━━━ INPUT DATA

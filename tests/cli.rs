//! Integration tests for the binary's non-interactive paths.

use std::io::Write;
use std::path::{Path, PathBuf};
use std::process::{Command, Output, Stdio};

fn fixture_path() -> PathBuf {
    Path::new(env!("CARGO_MANIFEST_DIR")).join("tests/fixtures/sample_data.json")
}

/// A config that keeps the log file inside a per-test temp directory.
fn isolated_config(test: &str) -> PathBuf {
    let dir = std::env::temp_dir().join(format!("shoplist_cli_{test}"));
    std::fs::create_dir_all(&dir).expect("temp dir");
    let config = dir.join("config.toml");
    std::fs::write(
        &config,
        format!("log_file_path = {:?}\n", dir.join("shoplist.log")),
    )
    .expect("write config");
    config
}

fn log_file(test: &str) -> PathBuf {
    std::env::temp_dir()
        .join(format!("shoplist_cli_{test}"))
        .join("shoplist.log")
}

fn shoplist(test: &str) -> Command {
    let mut command = Command::new(env!("CARGO_BIN_EXE_shoplist"));
    command
        .env("SHOPLIST_CONFIG", isolated_config(test))
        .env_remove("SHOPLIST_DATA")
        .env_remove("SHOPLIST_SORT")
        .env_remove("RUST_LOG");
    command
}

fn stdout_of(output: &Output) -> String {
    String::from_utf8_lossy(&output.stdout).into_owned()
}

#[test]
fn binary_prints_version() {
    let output = shoplist("version")
        .arg("--version")
        .output()
        .expect("Failed to execute binary");

    assert!(output.status.success());
    assert!(
        stdout_of(&output).contains(env!("CARGO_PKG_VERSION")),
        "got: {}",
        stdout_of(&output)
    );
}

#[test]
fn print_renders_board_from_file() {
    let output = shoplist("print_file")
        .arg(fixture_path())
        .arg("--print")
        .output()
        .expect("Failed to execute binary");

    assert!(output.status.success(), "stderr: {}", String::from_utf8_lossy(&output.stderr));
    let stdout = stdout_of(&output);
    assert!(stdout.starts_with("Active lists (2)\n"), "got: {stdout}");
    assert!(stdout.contains("#1 Wocheneinkauf  1/3  shared with anna"));
    assert!(stdout.contains("Completed lists (1)"));
}

#[test]
fn print_reads_piped_stdin() {
    let mut child = shoplist("print_stdin")
        .args(["-", "--print"])
        .stdin(Stdio::piped())
        .stdout(Stdio::piped())
        .stderr(Stdio::piped())
        .spawn()
        .expect("Failed to spawn binary");

    let data = std::fs::read(fixture_path()).expect("fixture");
    child
        .stdin
        .take()
        .expect("piped stdin")
        .write_all(&data)
        .expect("write stdin");
    let output = child.wait_with_output().expect("binary finishes");

    assert!(output.status.success());
    assert!(stdout_of(&output).contains("#2 Grillabend  2/2"));
}

#[test]
fn print_without_data_shows_empty_board() {
    let output = shoplist("print_empty")
        .arg("--print")
        .output()
        .expect("Failed to execute binary");

    assert!(output.status.success());
    assert_eq!(
        stdout_of(&output),
        "Active lists (0)\n  (none)\nCompleted lists (0)\n  (none)\n"
    );
}

#[test]
fn missing_data_file_fails() {
    let output = shoplist("missing")
        .args(["/nonexistent/shoplist.json", "--print"])
        .output()
        .expect("Failed to execute binary");

    assert!(!output.status.success());
    assert!(String::from_utf8_lossy(&output.stderr).contains("FileNotFound"));
}

#[test]
fn bad_sort_env_is_logged_after_startup() {
    let _ = std::fs::remove_file(log_file("bad_sort"));
    let output = shoplist("bad_sort")
        .env("SHOPLIST_SORT", "sideways")
        .arg(fixture_path())
        .arg("--print")
        .output()
        .expect("Failed to execute binary");

    assert!(output.status.success());
    assert!(stdout_of(&output).starts_with("Active lists (2)\n"));

    let log = std::fs::read_to_string(log_file("bad_sort")).expect("log file written");
    assert!(log.contains("Ignoring environment override"), "log: {log}");
    assert!(log.contains("SHOPLIST_SORT"), "log: {log}");
    assert!(log.contains("sideways"), "log: {log}");
}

━━━━━━

◆ ABOUT THIS TASK:
Word for word, restate the data above from its first line down to and including the line with "fn shoplist(test: &str)".

◆ FINAL ANSWER:
filename tests/cli.rs
//! Integration tests for the binary's non-interactive paths.

use std::io::Write;
use std::path::{Path, PathBuf};
use std::process::{Command, Output, Stdio};

fn fixture_path() -> PathBuf {
    Path::new(env!("CARGO_MANIFEST_DIR")).join("tests/fixtures/sample_data.json")
}

/// A config that keeps the log file inside a per-test temp directory.
fn isolated_config(test: &str) -> PathBuf {
    let dir = std::env::temp_dir().join(format!("shoplist_cli_{test}"));
    std::fs::create_dir_all(&dir).expect("temp dir");
    let config = dir.join("config.toml");
    std::fs::write(
        &config,
        format!("log_file_path = {:?}\n", dir.join("shoplist.log")),
    )
    .expect("write config");
    config
}

fn log_file(test: &str) -> PathBuf {
    std::env::temp_dir()
        .join(format!("shoplist_cli_{test}"))
        .join("shoplist.log")
}

fn shoplist(test: &str) -> Command {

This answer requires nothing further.